Ladenburg (/de/) is a town in northwestern Baden-Württemberg, Germany. It lies on the right bank of the river Neckar, 10 km northwest of Heidelberg and 10 km east of Mannheim.

The town's history goes back to the Celtic and Roman Ages, when it was called Lopodunum. Emperor Trajan elevated it to city status ('civitas') in 98 AD. The historic old town and its Fachwerkhäuser date back to the Late Middle Ages when Ladenburg was the capital of the Prince-Bishopric of Worms. Famous residents include Carl Benz, inventor of the first automobile.
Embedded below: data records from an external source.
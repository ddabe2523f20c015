//! Path-addressed reads and writes over a JSON tree
//!
//! Nulls and empty objects do not exist in the tree: writing one deletes the
//! node, and parents left empty by a delete are removed too.

use serde_json::{Map, Value};
use streettalk_core::FeedPath;

/// Read the node at `path`
pub(crate) fn get_at<'a>(root: &'a Value, path: &FeedPath) -> Option<&'a Value> {
    let mut node = root;
    for segment in path.segments() {
        node = node.as_object()?.get(segment)?;
    }
    (!is_absent(node)).then_some(node)
}

/// Replace the node at `path`; `None` deletes it
pub(crate) fn set_at(root: &mut Value, path: &FeedPath, value: Option<Value>) {
    set_segments(root, path.segments(), normalize(value));
}

/// Turn a value into its stored form
pub(crate) fn normalize(value: Option<Value>) -> Option<Value> {
    value.filter(|v| !is_absent(v))
}

fn set_segments(node: &mut Value, segments: &[String], value: Option<Value>) {
    let Some((first, rest)) = segments.split_first() else {
        *node = value.unwrap_or_else(|| Value::Object(Map::new()));
        return;
    };

    if !node.is_object() {
        if value.is_none() {
            return;
        }
        // Writing below a leaf replaces the leaf
        *node = Value::Object(Map::new());
    }

    let Value::Object(children) = node else {
        return;
    };

    if rest.is_empty() {
        match value {
            Some(value) => {
                children.insert(first.clone(), value);
            }
            None => {
                children.remove(first);
            }
        }
        return;
    }

    if value.is_none() && !children.contains_key(first) {
        return;
    }

    let child = children
        .entry(first.clone())
        .or_insert_with(|| Value::Object(Map::new()));
    set_segments(child, rest, value);
    if is_absent(child) {
        children.remove(first);
    }
}

fn is_absent(value: &Value) -> bool {
    match value {
        Value::Null => true,
        Value::Object(map) => map.is_empty(),
        _ => false,
    }
}
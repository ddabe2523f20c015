//! # streettalk-store
//!
//! Adapters implementing the store ports defined in `streettalk-core`.
//!
//! ## Overview
//!
//! - [`InMemoryFeedStore`]: a realtime JSON tree with time-ordered push keys,
//!   snapshot subscriptions and optimistic `atomic_mutate`
//! - [`InlineMediaStore`]: keeps media inline as `data:` URLs
//!
//! ## Usage
//!
//! ```rust,ignore
//! use streettalk_core::{FeedPath, FeedQuery, FeedStore};
//! use streettalk_store::InMemoryFeedStore;
//!
//! async fn example() -> Result<(), Box<dyn std::error::Error>> {
//!     let store = InMemoryFeedStore::new();
//!     let topic = FeedPath::parse("shouts")?;
//!     let mut feed = store.subscribe(FeedQuery::new(topic.clone()).limit_to_last(50)).await?;
//!     store.append(&topic, serde_json::json!({ "content": "hi" })).await?;
//!     Ok(())
//! }
//! ```

pub mod memory;

pub use memory::{InMemoryFeedStore, InlineMediaStore, DEFAULT_MAX_MUTATION_ATTEMPTS};
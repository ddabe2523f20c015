//! Post service
//!
//! Handles creation of top-level posts and replies.

use chrono::Utc;
use tracing::{info, instrument};
use validator::Validate;

use streettalk_core::{DomainError, FeedPath, MediaItem, PostKey, PostRecord, RenderedContent};

use crate::dto::{CreatePostRequest, CreateReplyRequest};

use super::context::ServiceContext;
use super::error::{ServiceError, ServiceResult};

/// Post service
pub struct PostService<'a> {
    ctx: &'a ServiceContext,
}

impl<'a> PostService<'a> {
    /// Create a new PostService
    pub fn new(ctx: &'a ServiceContext) -> Self {
        Self { ctx }
    }

    /// Publish a new top-level post as the viewer
    ///
    /// The text is trimmed and rendered before it is stored; a post needs
    /// text or at least one attachment.
    #[instrument(skip(self, request), fields(media = request.media.len()))]
    pub async fn create_post(&self, request: CreatePostRequest) -> ServiceResult<PostKey> {
        request.validate()?;

        let content = request.content.trim();
        if content.is_empty() && request.media.is_empty() {
            return Err(DomainError::EmptyPost.into());
        }

        let rendered = self.render_checked(content)?;
        let key = self
            .append(self.ctx.topic(), &rendered, request.media)
            .await?;

        info!(
            key = %key,
            author = %self.ctx.viewer().id,
            sanitized = rendered.is_sanitized(),
            "Post created"
        );

        Ok(key)
    }

    /// Reply to the post or reply at `parent`
    #[instrument(skip(self, request), fields(parent = %parent))]
    pub async fn create_reply(
        &self,
        parent: &FeedPath,
        request: CreateReplyRequest,
    ) -> ServiceResult<PostKey> {
        request.validate()?;

        let content = request.content.trim();
        if content.is_empty() {
            return Err(DomainError::EmptyPost.into());
        }

        self.require_post(parent).await?;

        let rendered = self.render_checked(content)?;
        let key = self
            .append(&parent.replies(), &rendered, Vec::new())
            .await?;

        info!(
            key = %key,
            author = %self.ctx.viewer().id,
            depth = parent.depth(),
            "Reply created"
        );

        Ok(key)
    }

    /// Fail with `PostNotFound` unless a post is stored at `path`
    pub(crate) async fn require_post(&self, path: &FeedPath) -> ServiceResult<()> {
        if !self.ctx.topic().contains(path) || path == self.ctx.topic() {
            return Err(DomainError::PostNotFound(path.to_string()).into());
        }

        let timestamp = path.child("timestamp")?;
        match self.ctx.feed_store().get(&timestamp).await? {
            Some(_) => Ok(()),
            None => Err(DomainError::PostNotFound(path.to_string()).into()),
        }
    }

    fn render_checked(&self, content: &str) -> ServiceResult<RenderedContent> {
        let max = self.ctx.config().content.max_length;
        if content.chars().count() > max {
            return Err(DomainError::ContentTooLong { max }.into());
        }
        Ok(self.ctx.renderer().render(content))
    }

    async fn append(
        &self,
        under: &FeedPath,
        rendered: &RenderedContent,
        media: Vec<MediaItem>,
    ) -> ServiceResult<PostKey> {
        let record = PostRecord::new(self.ctx.viewer(), rendered, media, Utc::now());
        let value = serde_json::to_value(&record)
            .map_err(|e| ServiceError::internal(format!("failed to encode post: {e}")))?;

        Ok(self.ctx.feed_store().append(under, value).await?)
    }
}
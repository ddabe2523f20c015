//! Entity to DTO mappers

use streettalk_content::ContentRenderer;
use streettalk_core::{EmojiEntry, Post, UserId};

use super::responses::{PostView, Suggestion};

// ============================================================================
// Emoji Mappers
// ============================================================================

impl From<&EmojiEntry> for Suggestion {
    fn from(entry: &EmojiEntry) -> Self {
        Self {
            shortcode: entry.shortcode.clone(),
            token: entry.token(),
            glyph: entry.glyph.clone(),
            display_name: entry.display_name.clone(),
        }
    }
}

// ============================================================================
// Post Mappers
// ============================================================================

impl PostView {
    /// Map a post tree for `viewer`
    ///
    /// HTML is always rendered from the raw text. Stored `renderedHtml` and
    /// its `sanitized` flag are client-writable and never shown.
    pub fn from_post(post: &Post, viewer: &UserId, renderer: &ContentRenderer) -> Self {
        let rendered = renderer.render(&post.content);

        Self {
            key: post.key.to_string(),
            path: post.path.to_string(),
            author_id: post.author.id.to_string(),
            author_name: post.author.name.clone(),
            author_avatar: post.author.avatar.clone(),
            content: post.content.clone(),
            html: rendered.sanitized_html,
            sanitized: rendered.trust.is_sanitized(),
            media: post.media.clone(),
            timestamp: post.timestamp,
            vote_count: post.vote_count(),
            has_voted: post.has_voted(viewer),
            replies: post
                .replies
                .iter()
                .map(|reply| Self::from_post(reply, viewer, renderer))
                .collect(),
            omitted_replies: post.omitted_replies,
        }
    }
}
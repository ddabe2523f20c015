//! Store traits (ports) - define the interface to the realtime database and media storage
//!
//! The domain layer defines what it needs, and the infrastructure layer
//! provides the implementation. The feed store models a hosted realtime
//! JSON tree: snapshot subscriptions, keyed appends, and one conflict
//! resolution primitive ([`FeedStore::atomic_mutate`]).

use async_trait::async_trait;
use futures::stream::BoxStream;
use serde::{Deserialize, Serialize};
use serde_json::{Map, Value};
use std::fmt;

use crate::error::DomainError;
use crate::value_objects::{FeedPath, PostKey};

/// Result type for store operations
pub type StoreResult<T> = Result<T, DomainError>;

/// Pure function from the current value to the next one; `None` deletes the node
///
/// Implementations may invoke it several times when concurrent writes
/// conflict, so it must not have side effects.
pub type Mutation = dyn Fn(Option<Value>) -> Option<Value> + Send + Sync;

/// Stream of snapshots; the first item is the state at subscription time
pub type SnapshotStream = BoxStream<'static, FeedSnapshot>;

// ============================================================================
// Feed Store
// ============================================================================

/// State of a subtree at one point in time
#[derive(Debug, Clone, PartialEq)]
pub struct FeedSnapshot {
    pub path: FeedPath,
    pub value: Option<Value>,
}

impl FeedSnapshot {
    pub fn new(path: FeedPath, value: Option<Value>) -> Self {
        Self { path, value }
    }

    /// Check if anything is stored at the path
    #[inline]
    pub fn exists(&self) -> bool {
        self.value.is_some()
    }
}

/// Subscription target
#[derive(Debug, Clone, PartialEq, Eq)]
pub struct FeedQuery {
    pub path: FeedPath,
    /// Keep only the last N children by key
    pub limit_to_last: Option<usize>,
}

impl FeedQuery {
    pub fn new(path: FeedPath) -> Self {
        Self {
            path,
            limit_to_last: None,
        }
    }

    pub fn limit_to_last(mut self, limit: usize) -> Self {
        self.limit_to_last = Some(limit);
        self
    }

    /// Apply the query window to the value stored at `self.path`
    pub fn apply(&self, value: Option<Value>) -> Option<Value> {
        match (self.limit_to_last, value) {
            (Some(limit), Some(Value::Object(map))) if map.len() > limit => {
                let mut entries: Vec<(String, Value)> = map.into_iter().collect();
                entries.sort_by(|a, b| a.0.cmp(&b.0));
                let start = entries.len() - limit;
                let window: Map<String, Value> = entries.into_iter().skip(start).collect();
                Some(Value::Object(window))
            }
            (_, value) => value,
        }
    }
}

#[async_trait]
pub trait FeedStore: Send + Sync {
    /// Read the value at a path once
    async fn get(&self, path: &FeedPath) -> StoreResult<Option<Value>>;

    /// Subscribe to a subtree; emits the current state, then every change
    async fn subscribe(&self, query: FeedQuery) -> StoreResult<SnapshotStream>;

    /// Append a record under `topic` with a newly assigned key
    async fn append(&self, topic: &FeedPath, record: Value) -> StoreResult<PostKey>;

    /// Atomically replace the value at `path` with `mutation(current)`
    ///
    /// Returns the committed value.
    async fn atomic_mutate(&self, path: &FeedPath, mutation: &Mutation)
        -> StoreResult<Option<Value>>;
}

// ============================================================================
// Media Store
// ============================================================================

/// Retrievable reference to stored media (URL or data URL)
#[derive(Debug, Clone, PartialEq, Eq, Hash, Serialize, Deserialize)]
#[serde(transparent)]
pub struct MediaRef(String);

impl MediaRef {
    pub fn new(reference: impl Into<String>) -> Self {
        Self(reference.into())
    }

    #[inline]
    pub fn as_str(&self) -> &str {
        &self.0
    }

    pub fn into_inner(self) -> String {
        self.0
    }
}

impl fmt::Display for MediaRef {
    fn fmt(&self, f: &mut fmt::Formatter<'_>) -> fmt::Result {
        f.write_str(&self.0)
    }
}

#[async_trait]
pub trait MediaStore: Send + Sync {
    /// Store a blob and return a reference that can be rendered
    async fn put(&self, bytes: Vec<u8>, content_type: &str) -> StoreResult<MediaRef>;
}
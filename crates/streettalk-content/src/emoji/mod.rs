//! Emoji index and matcher

mod autocomplete;
mod dataset;
mod index;
mod record;

pub use autocomplete::{complete_at_caret, pending_shortcode, Completion};
pub use dataset::EmojiDataset;
pub use index::{normalize_shortcode, EmojiIndex, DEFAULT_SUGGESTION_LIMIT};
pub use record::RawEmojiRecord;
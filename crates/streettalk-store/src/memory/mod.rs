//! In-memory adapters

mod feed_store;
mod media_store;
mod tree;

pub use feed_store::{InMemoryFeedStore, DEFAULT_MAX_MUTATION_ATTEMPTS};
pub use media_store::InlineMediaStore;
The Bertha Benz Memorial Route, named after Carl's wife Bertha, runs through the town.

==Geography==
===Location and natural environment===
Ladenburg lies on the Neckar alluvial cone at an altitude of 96 to 106 metres in the Rhine-Neckar Metropolitan Region in the Upper Rhine Plain. South of the built-up area the Kandelbach flows into the Neckar. The district extends over 1900 hectares. Of these, 24.7 percent are settlement and transport areas, 71.8 percent are used for agriculture and 2.8 percent are water areas.

The nearest major cities are each about eleven kilometres away, Heidelberg in the southeast and Mannheim in the northwest, with which there is no direct border.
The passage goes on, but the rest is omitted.